Here the mise en abyme begins: the dancers – the waitresses – the actresses play to play as Morrison sets off to serve her, while he demands a new fancy beer between each rehearsal that we don’t know if it’s part of the show we’re seeing, or of the scene the old cowboy invents.

By order of Morrison, “We start over!” “The beginning scene is almost identical. At this moment, the viewer is still far from suspicious that this sequence will start again three times, and will finally compose the majority of the show. In tune with the artists, the viewer finds himself caught in a whirlpool of repetition, like everyday life that will not One manages to extricate oneself from them anymore – an old crunch, like scratched Western vinyl.

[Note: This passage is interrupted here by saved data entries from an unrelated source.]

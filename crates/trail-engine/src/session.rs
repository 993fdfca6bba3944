use crossbeam_channel::{Receiver, Sender};
use glam::Vec2;
use rand::rngs::StdRng;
use rand::SeedableRng;
use trail_core::{Category, HistoryRecord, TimeRange};

use crate::graph::build::{self, RandomProximity, SemanticProximity};
use crate::graph::layout;
use crate::graph::model::Constellation;
use crate::graph::replay::ReplayState;
use crate::graph::story;
use crate::render::camera::Viewport;
use crate::util::config::EngineConfig;

/// Engine → presentation notifications. Fire-and-forget; send errors
/// after the receiver is gone are ignored.
#[derive(Debug, Clone, PartialEq, Eq)]
pub enum EngineEvent {
    Wormhole { from: Category, to: Category },
    Journey(String),
}

/// Pointer input in screen coordinates. The shell translates its own
/// input events into these.
#[derive(Debug, Clone, Copy, PartialEq)]
pub enum PointerGesture {
    Down(Vec2),
    Move(Vec2),
    Up,
    Wheel { at: Vec2, delta: f32 },
}

#[derive(Debug, Default)]
struct DragState {
    /// Node pinned under the pointer. While set, the simulator skips
    /// it and only the pointer path writes its position.
    dragged: Option<usize>,
    panning: bool,
    last_screen: Vec2,
}

/// Cheap read for a stats panel.
#[derive(Debug, Clone, PartialEq)]
pub struct SessionStats {
    pub nodes: usize,
    pub edges: usize,
    pub wormholes: usize,
    pub skipped_records: usize,
    /// Most-visited domain and its visit count.
    pub top_domain: Option<(String, u32)>,
}

/// One engine instance: records in, positioned constellation out.
/// A shell calls `frame` and `replay_tick` from its loop, routes
/// pointer input through `handle_pointer`, and reads `graph` and
/// `viewport` back when drawing.
pub struct Session {
    pub cfg: EngineConfig,
    pub graph: Constellation,
    pub viewport: Viewport,
    pub replay: ReplayState,
    /// Full record set as loaded, before time-range filtering.
    records_all: Vec<HistoryRecord>,
    /// Records inside the active time range; what build and replay see.
    pub(crate) records: Vec<HistoryRecord>,
    drag: DragState,
    proximity: Box<dyn SemanticProximity + Send>,
    pub(crate) rng: StdRng,
    pub(crate) events: Sender<EngineEvent>,
    skipped_last_build: usize,
}

impl Session {
    pub fn new(cfg: EngineConfig, width: f32, height: f32) -> (Self, Receiver<EngineEvent>) {
        Self::with_proximity(cfg, width, height, Box::new(RandomProximity))
    }

    pub fn with_proximity(
        cfg: EngineConfig,
        width: f32,
        height: f32,
        proximity: Box<dyn SemanticProximity + Send>,
    ) -> (Self, Receiver<EngineEvent>) {
        let (events, receiver) = crossbeam_channel::unbounded();
        let rng = match cfg.rng_seed {
            Some(seed) => StdRng::seed_from_u64(seed),
            None => StdRng::from_entropy(),
        };
        let viewport = Viewport::new(width, height, cfg.zoom_min, cfg.zoom_max);
        let replay = ReplayState::new(cfg.default_time_range);
        let session = Self {
            cfg,
            graph: Constellation::default(),
            viewport,
            replay,
            records_all: Vec::new(),
            records: Vec::new(),
            drag: DragState::default(),
            proximity,
            rng,
            events,
            skipped_last_build: 0,
        };
        (session, receiver)
    }

    /// Replace the history and rebuild the constellation wholesale.
    /// `now_ms` anchors the active time range.
    pub fn load_records(&mut self, records: Vec<HistoryRecord>, now_ms: i64) {
        self.records_all = records;
        self.refilter(now_ms);
        self.rebuild();
    }

    /// Switch the active time range and rebuild from the retained set.
    pub fn set_time_range(&mut self, range: TimeRange, now_ms: i64) {
        self.replay.time_range = range;
        self.refilter(now_ms);
        self.rebuild();
    }

    fn refilter(&mut self, now_ms: i64) {
        let cutoff = self.replay.time_range.cutoff(now_ms);
        self.records = self
            .records_all
            .iter()
            .filter(|r| r.timestamp >= cutoff)
            .cloned()
            .collect();
    }

    fn rebuild(&mut self) {
        let out = build::build(&self.records, &self.cfg, self.proximity.as_ref(), &mut self.rng);
        self.graph = out.constellation;
        self.skipped_last_build = out.skipped;
        for hop in out.wormholes {
            tracing::debug!("{}", story::wormhole_text(hop.from, hop.to));
            let _ = self.events.send(EngineEvent::Wormhole {
                from: hop.from,
                to: hop.to,
            });
        }

        // A shorter history invalidates the old cursor.
        self.drag = DragState::default();
        if self.records.is_empty() {
            self.replay.index = 0;
            self.replay.playing = false;
        } else {
            self.replay.index = self.replay.index.min(self.records.len() - 1);
        }
        self.apply_replay_opacity();
    }

    /// Advance the layout by one frame of `dt` seconds.
    pub fn frame(&mut self, dt: f32) {
        layout::step(&mut self.graph, &self.cfg, self.drag.dragged, dt);
    }

    pub fn set_view_size(&mut self, width: f32, height: f32) {
        self.viewport.set_size(width, height);
    }

    pub fn handle_pointer(&mut self, gesture: PointerGesture) {
        match gesture {
            PointerGesture::Down(screen) => {
                let world = self.viewport.screen_to_world(screen);
                match self.viewport.hit_test(world, &self.graph.nodes) {
                    Some(i) => {
                        self.graph.nodes[i].velocity = Vec2::ZERO;
                        self.drag.dragged = Some(i);
                    }
                    None => self.drag.panning = true,
                }
                self.drag.last_screen = screen;
            }
            PointerGesture::Move(screen) => {
                if let Some(i) = self.drag.dragged {
                    let node = &mut self.graph.nodes[i];
                    node.position = self.viewport.screen_to_world(screen);
                    node.velocity = Vec2::ZERO;
                } else if self.drag.panning {
                    self.viewport.pan(screen - self.drag.last_screen);
                }
                self.drag.last_screen = screen;
            }
            PointerGesture::Up => {
                self.drag.dragged = None;
                self.drag.panning = false;
            }
            PointerGesture::Wheel { at, delta } => {
                let factor = if delta > 0.0 { 0.9 } else { 1.1 };
                self.viewport.zoom_at(at, factor);
            }
        }
    }

    pub fn dragged_node(&self) -> Option<usize> {
        self.drag.dragged
    }

    pub fn stats(&self) -> SessionStats {
        let top_domain = self
            .graph
            .nodes
            .iter()
            .max_by_key(|n| n.visit_count)
            .map(|n| (n.domain.clone(), n.visit_count));
        SessionStats {
            nodes: self.graph.nodes.len(),
            edges: self.graph.edges.len(),
            wormholes: self.graph.wormhole_count(),
            skipped_records: self.skipped_last_build,
            top_domain,
        }
    }
}
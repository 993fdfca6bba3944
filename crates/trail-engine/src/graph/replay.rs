use std::time::Instant;

use trail_core::TimeRange;

use crate::session::{EngineEvent, Session};

/// Timeline replay cursor. `index` points at the most recently revealed
/// record of the active (filtered) history; nodes whose first visit
/// lies beyond it render dimmed.
#[derive(Debug, Clone)]
pub struct ReplayState {
    pub index: usize,
    pub playing: bool,
    pub time_range: TimeRange,
    pub(crate) last_step: Option<Instant>,
}

impl ReplayState {
    pub fn new(time_range: TimeRange) -> Self {
        Self {
            index: 0,
            playing: false,
            time_range,
            last_step: None,
        }
    }

    /// Replay progress in [0, 1].
    pub fn fraction(&self, record_count: usize) -> f32 {
        if record_count < 2 {
            return 1.0;
        }
        self.index as f32 / (record_count - 1) as f32
    }
}

impl Session {
    /// Start (or resume) playback. Playing from the end restarts from
    /// the beginning.
    pub fn play(&mut self) {
        if self.records.is_empty() {
            return;
        }
        if self.replay.index >= self.records.len() - 1 {
            self.replay.index = 0;
            self.apply_replay_opacity();
        }
        self.replay.playing = true;
        self.replay.last_step = None;
    }

    pub fn pause(&mut self) {
        self.replay.playing = false;
    }

    /// Rewind to the beginning and play the whole pass.
    pub fn restart(&mut self) {
        self.replay.index = 0;
        self.replay.last_step = None;
        self.apply_replay_opacity();
        if !self.records.is_empty() {
            self.replay.playing = true;
        }
    }

    /// Jump the cursor to a fraction of the timeline. Out-of-range
    /// input clamps; playback state is untouched.
    pub fn scrub(&mut self, fraction: f32) {
        if self.records.is_empty() {
            return;
        }
        let last = self.records.len() - 1;
        self.replay.index = (fraction.clamp(0.0, 1.0) * last as f32).round() as usize;
        self.apply_replay_opacity();
    }

    /// Advance the cursor if playing and enough wall time has elapsed
    /// since the previous step. Call once per frame.
    pub fn replay_tick(&mut self, now: Instant) {
        if !self.replay.playing || self.records.is_empty() {
            return;
        }
        match self.replay.last_step {
            None => {
                self.replay.last_step = Some(now);
                self.replay_step();
            }
            Some(prev) => {
                if now.duration_since(prev).as_millis() as u64 >= self.cfg.replay_step_ms {
                    self.replay.last_step = Some(now);
                    self.replay_step();
                }
            }
        }
    }

    /// One replay step: advance, restyle nodes, and narrate every few
    /// steps. Stepping at the end pauses.
    pub fn replay_step(&mut self) {
        if self.records.is_empty() {
            return;
        }
        if self.replay.index >= self.records.len() - 1 {
            self.replay.playing = false;
            return;
        }
        self.replay.index += 1;
        self.apply_replay_opacity();

        // A zero interval from a hand-edited config narrates every step.
        if self.replay.index % self.cfg.summary_interval.max(1) == 0 {
            let seen = &self.records[..=self.replay.index];
            if let Some(text) = super::story::journey_summary(seen, &mut self.rng) {
                let _ = self.events.send(EngineEvent::Journey(text));
            }
        }
    }

    /// Dim every node the cursor has not reached yet.
    pub(crate) fn apply_replay_opacity(&mut self) {
        let index = self.replay.index;
        let dimmed = self.cfg.dimmed_opacity;
        for node in &mut self.graph.nodes {
            node.opacity = if node.first_record <= index { 1.0 } else { dimmed };
        }
    }
}
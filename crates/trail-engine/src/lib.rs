//! Constellation engine for TRAIL browsing history.
//!
//! Consumes an ordered sequence of [`trail_core::HistoryRecord`]s and
//! maintains a positioned graph of visits: temporal, semantic, and
//! wormhole edges, a force-directed layout relaxed one `step` at a
//! time, a pan/zoom viewport for a renderer, and a timeline replay
//! cursor. Rendering and storage are external; a UI shell drives the
//! [`Session`] and reads node/edge state back each frame.

pub mod graph;
pub mod render;
pub mod session;
pub mod util;

pub use graph::build::{BuildOutput, RandomProximity, SemanticProximity, WormholeHop};
pub use graph::model::{Constellation, Edge, EdgeKind, Node, NodeKey, NodeMode};
pub use graph::replay::ReplayState;
pub use render::camera::{Camera, Viewport};
pub use session::{EngineEvent, PointerGesture, Session, SessionStats};
pub use util::config::EngineConfig;
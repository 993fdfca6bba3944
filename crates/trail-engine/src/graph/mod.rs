pub mod build;
pub mod layout;
pub mod model;
pub mod replay;
pub mod story;

pub use build::{build, BuildOutput};
pub use model::{Constellation, Edge, EdgeKind, Node, NodeMode};
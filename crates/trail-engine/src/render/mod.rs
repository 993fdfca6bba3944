pub mod camera;

pub use camera::{Camera, Viewport};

The scene in which dancers angrily throw bottles—also imaginary, like Morrison’s can—at arm’s length, accompanied by the sound of broken glass, enhances the play in terms of movement. A moment of rebellion before returning to the routine, where we understand that waitresses, not only sad but above all in crisis, search, like Morrison, for meaning in their lives.

The slowness in trying the theme, the stubborn repetition of the same situations – until the mechanics go wrong, and the small band of dancers break apart under the pressure of frustrated inaction – can confuse the spectator beyond their inner mind. As spectators, we end up wondering if we also have to find meaning in our lives outside the performance hall.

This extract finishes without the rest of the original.